出力の計測方法の違いで数値に差が出る
クルマの性能を知る上で、大きな目安となるのがカタログスペックだ。とくにエンジン性能値、最高出力と最大トルクは、ほぼ100%自動車メーカーの公表値を参考にする以外にない。たとえば、カタログ公表値で100馬力と記されていれば、そのエンジンは100馬力だと判断し、車両選択の基準として活用することになる。
しかし、その一方で、エンジンチューニングなどを施した際、チューニングによる性能向上分を確かめるため、シャシーダイナモに載せて車輪軸出力を計測するケースがある。このシャシーダイナモによる計測を、チューニング前とチューニング後に行えば、その差がチューニングによる性能向上分として理解することはできるが、チューニング後のみの計測の場合、チューニング前の数値を知ることができず、ノーマル状態として公表されているカタログ値を比較基準値として活用するほかない。ところが、それほどハードでもないメカニカルチューンの場合、カタログ値よりチューニング後の計測値が下まわることもある。

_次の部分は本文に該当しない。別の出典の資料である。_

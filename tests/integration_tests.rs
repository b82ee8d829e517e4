//! Integration tests for the Super Ball launcher
//!
//! Tests settings persistence, statistics, folder rebasing and the launch
//! flow end to end against a temporary game folder.

use parking_lot::Mutex;
use serde_json::json;
use std::path::{Path, PathBuf};
use std::sync::Arc;
use superball_launcher::{
    config::{ConfigStore, Language, Theme, Version, keys},
    controller::{LaunchState, LauncherController, OpenError},
    error::{LauncherError, get_user_friendly_error},
    paths::PathResolver,
    stats::StatsService,
};
use tempfile::TempDir;

/// Opener that only remembers what it was asked to open
fn recording_opener() -> (
    Arc<Mutex<Vec<PathBuf>>>,
    impl Fn(&Path) -> Result<(), OpenError>,
) {
    let opened = Arc::new(Mutex::new(Vec::new()));
    let sink = Arc::clone(&opened);
    (opened, move |path: &Path| {
        sink.lock().push(path.to_path_buf());
        Ok(())
    })
}

fn write_game(dir: &Path, language: Language) -> PathBuf {
    std::fs::create_dir_all(dir).unwrap();
    let path = dir.join(language.file_name());
    std::fs::write(&path, "<!doctype html><title>Super Ball</title>").unwrap();
    path
}

fn config_path(dir: &TempDir) -> PathBuf {
    dir.path().join("game_config.json")
}

/// Test that a partial settings file is gap-filled and merging twice changes nothing
#[test]
fn test_partial_settings_file_is_gap_filled() {
    let dir = tempfile::tempdir().unwrap();
    std::fs::write(
        config_path(&dir),
        r#"{"language": "English", "play_count": 12, "window_position": {"x": 5, "y": 6}}"#,
    )
    .unwrap();

    let first = ConfigStore::open(config_path(&dir));
    assert_eq!(first.language(), Language::English);
    assert_eq!(first.play_count(), 12);
    assert_eq!(first.version(), Version::V2_0);
    assert_eq!(first.theme(), Theme::Dark);
    assert_eq!(first.last_played(), "");
    assert_eq!(first.get(keys::AUTO_LAUNCH), Some(&json!(false)));

    // Persist the merged document, then load again
    first.save();
    let second = ConfigStore::open(config_path(&dir));
    assert_eq!(first.document(), second.document());
}

/// Test that set is visible immediately and after a fresh load
#[test]
fn test_write_then_read_and_durability() {
    let dir = tempfile::tempdir().unwrap();
    let mut store = ConfigStore::open(config_path(&dir));

    store.set(keys::VERSION, "v1.0");
    assert_eq!(store.get(keys::VERSION), Some(&json!("v1.0")));

    let fresh = ConfigStore::open(config_path(&dir));
    assert_eq!(fresh.version(), Version::V1_0);
}

/// Test that keys unknown to the launcher are carried through every write
#[test]
fn test_forward_compatible_keys_preserved() {
    let dir = tempfile::tempdir().unwrap();
    std::fs::write(
        config_path(&dir),
        r#"{"future_setting": {"nested": [1, 2, 3]}, "theme": "light"}"#,
    )
    .unwrap();

    let shared = ConfigStore::open_shared(config_path(&dir));
    StatsService::new(shared.clone()).record_play_at("2025-06-01T10:00:00");

    let text = std::fs::read_to_string(config_path(&dir)).unwrap();
    let written: serde_json::Value = serde_json::from_str(&text).unwrap();
    assert_eq!(written["future_setting"], json!({"nested": [1, 2, 3]}));
    assert_eq!(written["theme"], json!("light"));
    assert_eq!(written["play_count"], json!(1));
}

/// Test that N recorded plays give a count of N and the last stamp
#[test]
fn test_record_play_sequence() {
    let dir = tempfile::tempdir().unwrap();
    let shared = ConfigStore::open_shared(config_path(&dir));
    let stats = StatsService::new(shared);

    let stamps = [
        "2025-06-01T10:00:00",
        "2025-06-02T11:30:00",
        "2025-06-03T09:15:00",
    ];
    for stamp in stamps {
        stats.record_play_at(stamp);
    }

    let summary = stats.summary();
    assert_eq!(summary.play_count, 3);
    assert_eq!(summary.last_played, "2025-06-03T09:15:00");
    assert_eq!(summary.last_played_display, "2025-06-03");
}

/// Test rebasing onto a folder that only holds the Chinese file
#[test]
fn test_rebase_with_single_variant() {
    let dir = tempfile::tempdir().unwrap();
    let games = dir.path().join("games");
    let chinese = write_game(&games, Language::Chinese);

    let shared = ConfigStore::open_shared(config_path(&dir));
    let resolver = PathResolver::new(shared.clone());
    let english_before = resolver.resolve(Language::English);

    let outcome = resolver.rebase(&games);
    assert_eq!(outcome.status_message(), "Game folder updated");
    assert_eq!(resolver.resolve(Language::Chinese), chinese);
    assert_eq!(resolver.resolve(Language::English), english_before);
    assert!(resolver.exists(Language::Chinese));
    assert!(!resolver.exists(Language::English));
}

/// Test the full launch flow for a missing and then an available file
#[test]
fn test_launch_flow_end_to_end() {
    let dir = tempfile::tempdir().unwrap();
    let games = dir.path().join("super_ball-HTMLfile");
    let shared = ConfigStore::open_shared(config_path(&dir));
    let (opened, opener) = recording_opener();
    let mut controller = LauncherController::new(shared.clone(), opener);

    shared.lock().set(
        keys::ENGLISH_PATH,
        games
            .join(Language::English.file_name())
            .to_string_lossy()
            .into_owned(),
    );

    // Not there yet: nothing recorded, nothing opened
    let error = controller
        .start_game(Language::English, Version::V2_0)
        .unwrap_err();
    assert!(matches!(error, LauncherError::GameFileNotFound(_)));
    assert!(get_user_friendly_error(&error).contains("super_ball-english.html"));
    assert_eq!(shared.lock().play_count(), 0);
    assert!(opened.lock().is_empty());
    assert_eq!(controller.state(), LaunchState::Idle);

    // Install the file and try again
    write_game(&games, Language::English);
    let report = controller
        .start_game(Language::English, Version::V2_0)
        .unwrap();
    assert_eq!(report.message, "Game launched: English v2.0");
    assert_eq!(report.stats.play_count, 1);
    assert_eq!(opened.lock().len(), 1);
    assert_eq!(controller.state(), LaunchState::Idle);

    // And the count is on disk
    assert_eq!(ConfigStore::open(config_path(&dir)).play_count(), 1);
}

/// Test that a corrupted settings file never blocks startup and is replaced on first write
#[test]
fn test_corrupted_settings_recover_on_first_write() {
    let dir = tempfile::tempdir().unwrap();
    std::fs::write(config_path(&dir), "\u{feff}{{{ definitely broken").unwrap();

    let shared = ConfigStore::open_shared(config_path(&dir));
    let controller = LauncherController::with_browser(shared);
    assert_eq!(controller.summary().last_played_display, "Never");

    controller.change_theme(Theme::Light);
    let reloaded = ConfigStore::open(config_path(&dir));
    assert_eq!(reloaded.theme(), Theme::Light);
    assert_eq!(reloaded.language(), Language::Chinese);
}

オーナーにしてみれば、大枚をはたいて性能向上を図ったエンジンチューンにもかかわらず、数値的にはカタログ値より低いというショッキングな事実を知らされることになる。カタログ値は水増した出力値だったのか? それともチューニングとは名ばかりで、実際にはエンジン性能を下げてしまう詐欺まがいの行為だったのか? 疑い始めると、次から次へと疑問が噴出することになる。いったい、何が正しいのか?結論から言ってしまえば、メーカーのカタログ値もシャシーダイナモによる計測値も、どちらも正しい数値なのである。どういうことかと言えば、出力の計測方法が異なるため、数値に違いが生じたのである。
カタログに記載されるのはエンジン軸出力
まず、メーカーのカタログ値として記載される出力値だが、これはエンジン単体で出力を計測したものである。いわゆるエンジンダイナモによる計測で、冷却系や吸排気系、エアクリーナーといったエンジンを運転するのに必要な装値類は装着するものの、トランスミッションやアクスルシャフト、ブレーキローター、タイヤ&ホイールといった走行駆動系のパーツは装着せず、文字どおりエンジン単体での出力を測る方法である。

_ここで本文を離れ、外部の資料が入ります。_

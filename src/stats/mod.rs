//! Play statistics module
//!
//! Derives the play-count / last-played summary from the settings document
//! and records each launch. Nothing here is persisted separately: the summary
//! is always recomputed from the store.

pub mod service;

pub use service::{NEVER_PLAYED, StatsService, StatsSummary, current_timestamp, display_date};
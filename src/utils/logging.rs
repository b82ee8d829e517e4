//! Logging system initialization
//!
//! Sets up tracing-based logging with file output to `logs/launcher.log`
//! next to the settings file. Every startup rotates the previous session's
//! log, keeping up to [`MAX_LOG_FILES`] old sessions.

use crate::error::{LauncherError, Result, StringError};
use std::path::{Path, PathBuf};
use tracing_appender::rolling::{RollingFileAppender, Rotation};
use tracing_subscriber::{EnvFilter, fmt};

/// Number of previous sessions kept (`launcher.log.1` through `launcher.log.9`)
pub const MAX_LOG_FILES: u8 = 9;

const LOG_FILE_PREFIX: &str = "launcher";
const LOG_FILE_SUFFIX: &str = "log";

/// Log directory for a settings file: `logs/` beside it
pub fn log_dir_for(config_path: &Path) -> PathBuf {
    match config_path.parent() {
        Some(parent) if !parent.as_os_str().is_empty() => parent.join("logs"),
        _ => PathBuf::from("logs"),
    }
}

/// Initialize the logging system writing into `log_dir`
///
/// Log level defaults to INFO but can be configured via `RUST_LOG` environment variable.
pub fn init_logging(log_dir: &Path) -> Result<()> {
    std::fs::create_dir_all(log_dir)?;

    let log_path = log_dir.join(format!("{LOG_FILE_PREFIX}.{LOG_FILE_SUFFIX}"));
    rotate_logs_on_startup(&log_path, MAX_LOG_FILES)?;

    // Rotation happens above, once per session, so the appender never rolls
    let file_appender = RollingFileAppender::builder()
        .rotation(Rotation::NEVER)
        .filename_prefix(LOG_FILE_PREFIX)
        .filename_suffix(LOG_FILE_SUFFIX)
        .build(log_dir)
        .map_err(|e| LauncherError::Logging(Box::new(e)))?;

    let subscriber = fmt()
        .with_writer(file_appender)
        .with_env_filter(
            EnvFilter::try_from_default_env().unwrap_or_else(|_| EnvFilter::new("info")),
        )
        .with_ansi(false)
        .with_target(true)
        .with_file(true)
        .with_line_number(true)
        .finish();

    tracing::subscriber::set_global_default(subscriber)
        .map_err(|e| LauncherError::Logging(Box::new(e)))?;

    tracing::info!("Super Ball launcher v{} started", env!("CARGO_PKG_VERSION"));

    Ok(())
}

/// Shift `launcher.log` to `launcher.log.1`, `.1` to `.2`, and so on
///
/// The file numbered `keep` is dropped. Missing files in the chain are
/// skipped, so gaps move up unchanged.
fn rotate_logs_on_startup(log_path: &Path, keep: u8) -> Result<()> {
    if !log_path.exists() {
        return Ok(());
    }

    let log_dir = log_path
        .parent()
        .ok_or_else(|| LauncherError::Logging(StringError::new("Invalid log path")))?;
    let log_name = log_path
        .file_name()
        .ok_or_else(|| LauncherError::Logging(StringError::new("Invalid log filename")))?
        .to_string_lossy();
    let numbered = |n: u8| log_dir.join(format!("{log_name}.{n}"));

    let oldest = numbered(keep);
    if oldest.exists() {
        std::fs::remove_file(&oldest)?;
    }

    for n in (1..keep).rev() {
        let current = numbered(n);
        if current.exists() {
            std::fs::rename(&current, numbered(n + 1))?;
        }
    }

    std::fs::rename(log_path, numbered(1))?;
    Ok(())
}
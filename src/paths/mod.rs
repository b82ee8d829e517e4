//! Game file path module
//!
//! Resolves the configured HTML file for each language variant, checks it
//! on disk, and rebases both entries onto a user-chosen game folder.
//! Existence is only ever checked at use time; a dangling configured path
//! is a normal state, not an error.

pub mod resolver;

pub use resolver::{FileReport, FileStatus, PathResolver, RebaseOutcome};
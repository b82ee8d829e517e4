//! Utility modules
//!
//! Provides logging initialization.

pub mod logging;

pub use logging::{init_logging, log_dir_for};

一方、シャシーダイナモに載せた状態での計測は、エンジンが発生した力を走行駆動系のパーツを経て計測するため、駆動系での損失が生じる分だけ、エンジン単体で計測する出力値より低めの数値となってしまう。エンジン出力という言い方をするのであれば、エンジン単体で出力を計測するエンジンダイナモによる方式が正しいことになるが、計測のたびに車体からエンジンを降ろす方法は現実的でない。結局、シャシーダイナモによる計測が一般的な方法として使われることになる。メーカーがカタログ値として公表する出力値は、エンジンダイナモによるエンジン単体の測定値、それに対して駆動輪出力を計測するシャシーダイナモとでは、数値が違ってくるのは当然なのである。(大内明彦)

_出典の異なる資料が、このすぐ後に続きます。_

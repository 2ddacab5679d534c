//! Argument parsing and report formatting for the `netspeed` binary.
//!
//! Pure functions, unit-testable without a runtime or a real network stack.

use crate::core::monitor::TickReport;
use crate::error::MonitorError;

pub const USAGE: &str = "\
Usage: netspeed [--list] [--json] [ADAPTER ...]

Samples per-adapter byte counters once per second and prints upload and
download speeds until Ctrl-C.

  ADAPTER   monitor only the named adapters (default: all adapters)
  --list    print the enumerated adapter names and exit
  --json    print one JSON object per tick
  -h, --help  show this help";

/// Parsed command line.
#[derive(Debug, Default, Clone, PartialEq)]
pub struct CliOptions {
    pub list: bool,
    pub json: bool,
    pub help: bool,
    pub adapters: Vec<String>,
}

/// Parse arguments (without the program name).
pub fn parse_args<I>(args: I) -> Result<CliOptions, MonitorError>
where
    I: IntoIterator<Item = String>,
{
    let mut options = CliOptions::default();
    for arg in args {
        match arg.as_str() {
            "--list" => options.list = true,
            "--json" => options.json = true,
            "-h" | "--help" => options.help = true,
            flag if flag.starts_with('-') => {
                return Err(MonitorError::InvalidInput(format!("unknown option '{flag}'")));
            }
            _ => {
                if !options.adapters.contains(&arg) {
                    options.adapters.push(arg);
                }
            }
        }
    }
    Ok(options)
}

/// Format a speed value in a compact human-readable form.
///
/// Negative speeds (counter resets) keep their sign.
pub fn format_speed_compact(bps: f64) -> String {
    let magnitude = bps.abs();
    if magnitude < 1024.0 {
        format!("{:.0} B/s", bps)
    } else if magnitude < 1024.0 * 1024.0 {
        format!("{:.1} KB/s", bps / 1024.0)
    } else {
        format!("{:.2} MB/s", bps / (1024.0 * 1024.0))
    }
}

/// One human-readable line per tick.
pub fn format_report_line(report: &TickReport) -> String {
    let mut parts: Vec<String> = report
        .speeds
        .iter()
        .map(|s| {
            format!(
                "{}: \u{2193}{} \u{2191}{}",
                s.name,
                format_speed_compact(s.download_speed),
                format_speed_compact(s.upload_speed)
            )
        })
        .collect();
    for name in &report.removed {
        parts.push(format!("{name}: removed"));
    }
    format!("[{:>4}] {}", report.tick, parts.join(" | "))
}

pub fn format_report_json(report: &TickReport) -> serde_json::Result<String> {
    serde_json::to_string(report)
}

#[cfg(test)]
mod tests {
    use super::*;
    use crate::core::adapter::AdapterSpeed;

    fn args(list: &[&str]) -> Vec<String> {
        list.iter().map(|s| s.to_string()).collect()
    }

    fn speed(name: &str, down: i64, up: i64) -> AdapterSpeed {
        AdapterSpeed {
            name: name.to_string(),
            received_delta: down,
            sent_delta: up,
            download_speed: down as f64,
            upload_speed: up as f64,
        }
    }

    #[test]
    fn test_parse_args_defaults() {
        assert_eq!(parse_args(args(&[])).unwrap(), CliOptions::default());
    }

    #[test]
    fn test_parse_args_flags_and_adapters() {
        let options = parse_args(args(&["--json", "Ethernet", "Wi-Fi", "Ethernet"])).unwrap();
        assert!(options.json);
        assert!(!options.list);
        assert_eq!(options.adapters, vec!["Ethernet", "Wi-Fi"]);
    }

    #[test]
    fn test_parse_args_unknown_flag() {
        let err = parse_args(args(&["--verbose"])).unwrap_err();
        assert_eq!(err.kind(), "InvalidInput");
        assert!(err.to_string().contains("--verbose"));
    }

    #[test]
    fn test_format_speed_compact_bytes() {
        assert_eq!(format_speed_compact(0.0), "0 B/s");
        assert_eq!(format_speed_compact(512.0), "512 B/s");
        assert_eq!(format_speed_compact(1023.0), "1023 B/s");
    }

    #[test]
    fn test_format_speed_compact_kilobytes() {
        assert_eq!(format_speed_compact(1024.0), "1.0 KB/s");
        assert_eq!(format_speed_compact(1536.0), "1.5 KB/s");
    }

    #[test]
    fn test_format_speed_compact_megabytes() {
        assert_eq!(format_speed_compact(1048576.0), "1.00 MB/s");
        assert_eq!(format_speed_compact(2621440.0), "2.50 MB/s");
    }

    #[test]
    fn test_format_speed_compact_negative_keeps_sign() {
        assert_eq!(format_speed_compact(-300.0), "-300 B/s");
        assert_eq!(format_speed_compact(-2048.0), "-2.0 KB/s");
    }

    #[test]
    fn test_format_report_line() {
        let report = TickReport {
            tick: 7,
            speeds: vec![speed("Ethernet", 1536, 0), speed("Wi-Fi", 10, 20)],
            removed: vec!["USB".to_string()],
        };
        assert_eq!(
            format_report_line(&report),
            "[   7] Ethernet: \u{2193}1.5 KB/s \u{2191}0 B/s | Wi-Fi: \u{2193}10 B/s \u{2191}20 B/s | USB: removed"
        );
    }

    #[test]
    fn test_format_report_json() {
        let report = TickReport {
            tick: 1,
            speeds: vec![speed("Ethernet", 500, -300)],
            removed: vec![],
        };
        let json: serde_json::Value =
            serde_json::from_str(&format_report_json(&report).unwrap()).unwrap();
        assert_eq!(json["tick"], 1);
        assert_eq!(json["speeds"][0]["name"], "Ethernet");
        assert_eq!(json["speeds"][0]["sent_delta"], -300);
        assert!(json["removed"].as_array().unwrap().is_empty());
    }
}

昔はグロス値と言ってエンジン出力を余計な補器類をつけないでエンジン単体で計測していたのだが、ある時期からそれでは実際と乖離してしまうとかでジェネレーターなどエンジン補器類を装着した状態でエンジン出力を計測するようになった。それをネット値とか言った。グロス値とネット値では2割ほど出力が下がるとか言われていた。最近はkwで表示するようになって1kwは1.38馬力とかで何だか分かり難くなった。完成車の馬力を計測するには車をシャシダイナモに乗せて計測するのでエンジン出力はトランスミッションやらドライブシャフトやら駆動系の抵抗に食われてしまってエンジン単体での出力よりも低下するのはやむを得ないだろう。だから200馬力とか300馬力とか500馬力とか言ってもタイヤにそれだけの駆動力がかかっているわけではない。86の馬力が207馬力とか言うが、実際にシャシダイナモで計測すると140馬力程度とか。そうするとカタログデータの7掛けくらいなんだろうか。まあ車によってそれぞれ条件が異なるだろうからなかなか定数は出し難いだろう。そうするとトランスミッションなど余計なものがなく、アクセルを踏むと同時に最大トルクを発揮するEVの方がスタートダッシュは速いだろうか。これもモーターの性能にもよるんだろうが、モーター駆動車は加速がいいようだ。だからプリウスはかっ飛ばしている車が多いんだろうか。プリウスミサイルとはよく言ったものだ、・・(^。^)y-.。o○。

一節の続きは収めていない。